> [WORK REQUIRED]
Copy out lines with the word "AccountStatus" from the material that follows.

> [GIVEN DATA]

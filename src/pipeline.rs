//! Order Pipeline - pending queue, decision history and revenue.
//!
//! New orders join the tail of a FIFO queue. An admin decides on the head
//! of the queue one order at a time; the decided order is pushed onto a
//! history stack, so history reads most-recent-first. Accepted orders add
//! their total to the running revenue.
//!
//! An order lives in exactly one of the two collections. The move from
//! queue to history happens once and is never undone.

use std::collections::VecDeque;

use rust_decimal::Decimal;
use tracing::info;

use crate::error::PalaceError;
use crate::order::{Decision, Order, OrderItemLine};

/// FIFO pending queue + LIFO history stack.
#[derive(Debug, Default)]
pub struct OrderPipeline {
    pending: VecDeque<Order>,
    history: Vec<Order>,
    revenue: Decimal,
    next_ticket: u64,
}

impl OrderPipeline {
    pub fn new() -> Self {
        Self::default()
    }

    /// Queue a new pending order for `table`.
    ///
    /// # Returns
    /// The ticket number assigned to the order.
    pub fn place_order(&mut self, table: u32, lines: Vec<OrderItemLine>) -> u64 {
        self.next_ticket += 1;
        let ticket = self.next_ticket;
        let order = Order::new(ticket, table, lines);
        info!(
            ticket,
            table,
            lines = order.lines.len(),
            items = order.item_count(),
            "order queued"
        );
        self.pending.push_back(order);
        ticket
    }

    /// Decide on the oldest pending order and move it to history.
    ///
    /// # Errors
    /// - [`PalaceError::EmptyQueue`] if nothing is pending.
    /// - [`PalaceError::AmountOverflow`] if an accepted order's total (or
    ///   the new revenue) leaves the decimal range. The order stays at the
    ///   head of the queue.
    pub fn process_next(&mut self, decision: Decision) -> Result<&Order, PalaceError> {
        let head = self.pending.front().ok_or(PalaceError::EmptyQueue)?;

        let revenue = match decision {
            Decision::Accept => head
                .total()
                .and_then(|total| self.revenue.checked_add(total))
                .ok_or(PalaceError::AmountOverflow { table: head.table })?,
            Decision::Reject => self.revenue,
        };

        let mut order = self.pending.pop_front().ok_or(PalaceError::EmptyQueue)?;
        let status = order.decide(decision)?;
        self.revenue = revenue;

        info!(
            ticket = order.ticket,
            table = order.table,
            %status,
            revenue = %self.revenue,
            "order decided"
        );

        let slot = self.history.len();
        self.history.push(order);
        Ok(&self.history[slot])
    }

    /// Running total of accepted orders; never decreases.
    #[inline]
    pub fn cumulative_revenue(&self) -> Decimal {
        self.revenue
    }

    /// Pending orders, oldest first
    pub fn pending(&self) -> impl Iterator<Item = &Order> {
        self.pending.iter()
    }

    /// Decided orders, most recent first
    pub fn history(&self) -> impl Iterator<Item = &Order> {
        self.history.iter().rev()
    }

    /// The order that would be decided next
    #[inline]
    pub fn peek_next(&self) -> Option<&Order> {
        self.pending.front()
    }

    #[inline]
    pub fn pending_len(&self) -> usize {
        self.pending.len()
    }

    #[inline]
    pub fn history_len(&self) -> usize {
        self.history.len()
    }
}
#[cfg(test)]
mod tests {
    use super::*;
    use crate::seed::default_menu;
    use std::io::Cursor;

    fn run_session(engine: &mut Engine, input: &str) -> (Result<(), PalaceError>, String) {
        let console = Console::new(Cursor::new(input.as_bytes().to_vec()), Vec::new());
        let mut session = Session::new(engine, console);
        let result = session.run();
        let output = session.into_prompt().into_output();
        (result, String::from_utf8(output).unwrap())
    }

    #[test]
    fn test_read_int_reprompts() {
        let mut console = Console::new(Cursor::new(b"abc\n42\n".to_vec()), Vec::new());
        let value: u32 = console.read_int("n: ").unwrap();
        assert_eq!(value, 42);

        let out = String::from_utf8(console.into_output()).unwrap();
        assert!(out.contains("Please enter a whole number."));
    }

    #[test]
    fn test_read_yes_no() {
        let mut console = Console::new(Cursor::new(b"maybe\nYES\nn\n".to_vec()), Vec::new());
        assert!(console.read_yes_no("? ").unwrap());
        assert!(!console.read_yes_no("? ").unwrap());
    }

    #[test]
    fn test_closed_input() {
        let mut console = Console::new(Cursor::new(Vec::new()), Vec::new());
        assert!(matches!(console.read_decimal("p: "), Err(PalaceError::InputClosed)));
    }

    #[test]
    fn test_render_menu() {
        let text = render_menu(&default_menu());
        assert_eq!(text, "1. Burger - Rs.100.00\n2. Pizza - Rs.500.00\n3. Pasta - Rs.350.00");
    }

    #[test]
    fn test_exit_immediately() {
        let mut engine = Engine::new();
        let (result, output) = run_session(&mut engine, "3\n");
        assert!(result.is_ok());
        assert!(output.contains("WELCOME TO FOOD PALACE"));
    }

    #[test]
    fn test_customer_search() {
        let mut engine = Engine::with_menu(default_menu());
        let (result, output) = run_session(&mut engine, "2\n4\n350\n4\n999\n6\n");
        assert!(result.is_ok());
        assert!(output.contains("Found: Pasta - Rs.350"));
        assert!(output.contains("Item not found."));
    }

    #[test]
    fn test_order_then_admin_approval() {
        let mut engine = Engine::with_menu(default_menu());
        let input = [
            "2", // customer
            "1", // place order
            "5", // table
            "1", "2", "yes", // 2 x Burger
            "9", "1", "no", // unknown item
            "5", // back
            "1", // admin
            "2", // process orders
            "yes", "3", // billing
            "5", // exit
        ]
        .join("\n");

        let (result, output) = run_session(&mut engine, &input);
        assert!(result.is_ok());
        assert!(output.contains("Invalid item ID 9!"));
        assert!(output.contains("Order #1 placed for table 5."));
        assert!(output.contains("Processing Order for Table 5"));
        assert!(output.contains("Order accepted and added to history."));
        assert!(output.contains("Burger x2 - Rs.200.00"));
        assert!(output.contains("Total Income of the Day: Rs.200.00"));
        assert_eq!(engine.revenue(), Decimal::new(20000, 2));
    }

    #[test]
    fn test_bill_shows_waiting_status() {
        let mut engine = Engine::with_menu(default_menu());
        let (result, output) = run_session(&mut engine, "2\n1\n3\n2\n1\nno\n3\n6\n");
        assert!(result.is_ok());
        assert!(output.contains("Pizza x1 - Rs.500.00"));
        assert!(output.contains("Status: Waiting for Admin Approval."));
    }

    #[test]
    fn test_admin_add_and_remove() {
        let mut engine = Engine::new();
        let input = "1\n1\n1\n7\nSoup\n45.5\n1\n2\n7\n1\n3\n5\n";
        let (result, output) = run_session(&mut engine, input);
        assert!(result.is_ok());
        assert!(output.contains("Item added successfully!"));
        assert!(output.contains("Item removed successfully!"));
        assert!(engine.catalog.is_empty());
        // Removal leaves the price searchable
        assert_eq!(engine.catalog.search_by_price(Decimal::new(455, 1)), Some("Soup"));
    }

    #[test]
    fn test_input_closed_mid_session() {
        let mut engine = Engine::new();
        let (result, _) = run_session(&mut engine, "2\n");
        assert!(matches!(result, Err(PalaceError::InputClosed)));
    }
}
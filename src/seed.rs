//! Initial menu: the house defaults or a CSV file.
//!
//! CSV layout (header required):
//!
//! ```text
//! id,name,price
//! 1,Burger,100.00
//! 2,Pizza,500.00
//! ```

use std::io::Read;
use std::path::Path;

use rust_decimal::Decimal;
use serde::Deserialize;
use tracing::{info, warn};

use crate::catalog::MenuEntry;
use crate::error::PalaceError;

/// The menu the restaurant opens with.
pub fn default_menu() -> Vec<MenuEntry> {
    vec![
        MenuEntry {
            id: 1,
            name: "Burger".to_string(),
            price: Decimal::new(10000, 2),
        },
        MenuEntry {
            id: 2,
            name: "Pizza".to_string(),
            price: Decimal::new(50000, 2),
        },
        MenuEntry {
            id: 3,
            name: "Pasta".to_string(),
            price: Decimal::new(35000, 2),
        },
    ]
}

/// Raw row of a menu CSV
#[derive(Debug, Deserialize)]
pub struct MenuRow {
    pub id: u64,
    pub name: String,
    #[serde(with = "rust_decimal::serde::str")]
    pub price: Decimal,
}

impl MenuRow {
    /// Convert into a validated entry
    pub fn into_entry(self) -> Result<MenuEntry, PalaceError> {
        MenuEntry::new(self.id, self.name.trim(), self.price)
    }
}

/// Read menu entries from CSV.
///
/// Rows that fail to parse or carry a negative price are skipped with a
/// warning; the remaining rows are returned in file order.
pub fn read_menu<R: Read>(reader: R) -> Result<Vec<MenuEntry>, PalaceError> {
    let mut csv = csv::ReaderBuilder::new().trim(csv::Trim::All).from_reader(reader);
    let mut entries = Vec::new();

    for (line, row) in csv.deserialize::<MenuRow>().enumerate() {
        match row.map_err(PalaceError::from).and_then(MenuRow::into_entry) {
            Ok(entry) => entries.push(entry),
            Err(err) => warn!(row = line + 1, error = %err, "skipping menu row"),
        }
    }

    Ok(entries)
}

/// Load a menu CSV from disk.
pub fn load_menu(path: impl AsRef<Path>) -> Result<Vec<MenuEntry>, PalaceError> {
    let path = path.as_ref();
    let file = std::fs::File::open(path)?;
    let entries = read_menu(file)?;
    info!(path = %path.display(), items = entries.len(), "menu loaded");
    Ok(entries)
}
use std::collections::HashMap;
use std::sync::Arc;

use axum::Router;
use axum::body::Body;
use http_body_util::BodyExt;
use serde_json::Value;
use tower::ServiceExt;

use haven_core::config::{AppConfig, AppviewConfig, HostConfig, JwtConfig, StoreConfig};
use haven_core::keys::{actor_did_key, actor_email_key, actor_handle_key, repo_head_key};
use haven_core::store::{Store, StoreTx};
use haven_core::{AccountStatus, Actor, RepoHead};
use haven_crypto::{SigningKey, create_access_token, create_did_plc_operation, hash_password};
use haven_server::{AppState, AppviewProxy, FirehoseHandle, build_router};
use haven_store_sqlite::SqliteStore;

pub const TEST_HOST: &str = "test.pds.local";
pub const TEST_USER_DOMAIN: &str = "test.pds.local";
pub const TEST_ACCESS_SECRET: &str = "test-access-secret-at-least-32-chars-long";
pub const TEST_PASSWORD: &str = "hunter2-test-password";

/// Builds a one-host `AppConfig` matching [`TEST_HOST`], with `user_domains`
/// covering handle subdomains of that host (e.g. `alice.test.pds.local`).
pub fn create_test_config(appview_backends: Vec<String>) -> AppConfig {
    let mut hosts = HashMap::new();
    hosts.insert(
        TEST_HOST.to_string(),
        HostConfig {
            service_did: format!("did:web:{TEST_HOST}"),
            jwt_signing_key: "unused-in-tests".to_string(),
            user_domains: vec![TEST_USER_DOMAIN.to_string()],
            contact_email: Some("support@test.pds.local".to_string()),
            privacy_policy: None,
            terms_of_service: None,
        },
    );
    AppConfig {
        listen_addr: "127.0.0.1:0".to_string(),
        hosts,
        store: StoreConfig { url: String::new() },
        appview: AppviewConfig {
            backends: appview_backends,
        },
        jwt: JwtConfig {
            access_secret: TEST_ACCESS_SECRET.to_string(),
        },
    }
}

pub fn create_test_app_state(store: SqliteStore, appview_backends: Vec<String>) -> AppState<SqliteStore> {
    let firehose = FirehoseHandle::spawn(store.clone());
    let appview = AppviewProxy::new(appview_backends.clone());
    appview.spawn_health_checks();
    AppState::new(store, Arc::new(create_test_config(appview_backends)), firehose, appview)
}

pub fn create_test_router(store: SqliteStore) -> Router {
    build_router(create_test_app_state(store, Vec::new()))
}

pub fn create_test_router_with_appview(store: SqliteStore, appview_backends: Vec<String>) -> Router {
    build_router(create_test_app_state(store, appview_backends))
}

pub struct ProvisionedActor {
    pub did: String,
    pub handle: String,
    pub access_jwt: String,
}

/// Provisions an actor directly against the store: a genesis repo, an
/// `actors/did`/`actors/handle`/`actors/email` index entry, and a matching
/// access JWT. There is no `createAccount` endpoint in this core (see
/// DESIGN.md), so tests stand up actors the way the Store's source of
/// truth expects rather than through HTTP.
pub async fn provision_actor(store: &SqliteStore, handle: &str, host: &str) -> ProvisionedActor {
    let signing_key = SigningKey::generate_p256().expect("generate p256 signing key");
    let rotation_keys = vec![signing_key.did_key()];
    let pds_endpoint = format!("https://{host}");
    let (did, _genesis_op) =
        create_did_plc_operation(&signing_key, rotation_keys.clone(), handle, &pds_endpoint)
            .expect("create did:plc genesis operation");

    let email = format!("{}@example.com", handle.split('.').next().unwrap_or("user"));
    let actor = Actor {
        did: did.clone(),
        handle: handle.to_string(),
        email: email.clone(),
        password_hash: hash_password(TEST_PASSWORD).expect("hash test password"),
        signing_key: ("p256".to_string(), signing_key.to_bytes()),
        rotation_keys,
        active: true,
        status: AccountStatus::Active,
        host: host.to_string(),
        created_at: chrono::Utc::now(),
    };
    let actor_bytes = serde_json::to_vec(&actor).expect("encode actor record");

    let mut tx = store.begin_tx().await.expect("begin provisioning tx");
    tx.set(&actor_did_key(&did), &actor_bytes)
        .await
        .expect("write actor record");
    tx.set(&actor_handle_key(handle), did.as_bytes())
        .await
        .expect("write handle index");
    tx.set(&actor_email_key(&email), did.as_bytes())
        .await
        .expect("write email index");

    let (root, rev, _blocks) = haven_repo::create_repo(&mut tx, &did, &signing_key)
        .await
        .expect("create genesis repo");
    let head = RepoHead { root, rev };
    let head_bytes = serde_json::to_vec(&head).expect("encode repo head");
    tx.set(&repo_head_key(&did), &head_bytes)
        .await
        .expect("write repo head");

    tx.commit().await.expect("commit provisioning tx");

    let access_jwt =
        create_access_token(&did, TEST_ACCESS_SECRET).expect("mint test access token");

    ProvisionedActor {
        did,
        handle: handle.to_string(),
        access_jwt,
    }
}

/// Sends a request through the router with the given `Host` header, an
/// optional bearer token, and an optional JSON body. Returns
/// `(status, body_json)`.
pub async fn send_request(
    router: &Router,
    method: &str,
    uri: &str,
    host: &str,
    auth_token: Option<&str>,
    body: Option<Value>,
) -> (u16, Value) {
    let mut builder = axum::http::Request::builder()
        .method(method)
        .uri(uri)
        .header("host", host);

    if let Some(token) = auth_token {
        builder = builder.header("authorization", format!("Bearer {token}"));
    }
    if body.is_some() {
        builder = builder.header("content-type", "application/json");
    }

    let req_body = match body {
        Some(b) => Body::from(serde_json::to_vec(&b).unwrap()),
        None => Body::empty(),
    };

    let req = builder.body(req_body).unwrap();
    let resp = router.clone().oneshot(req).await.unwrap();
    let status = resp.status().as_u16();
    let bytes = resp.into_body().collect().await.unwrap().to_bytes();

    let json = if bytes.is_empty() {
        Value::Null
    } else {
        serde_json::from_slice(&bytes)
            .unwrap_or_else(|_| Value::String(String::from_utf8_lossy(&bytes).to_string()))
    };

    (status, json)
}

> [COMPLETED TASK]
use haven_core::{AccountStatus, Actor, RepoHead};
        status: AccountStatus::Active,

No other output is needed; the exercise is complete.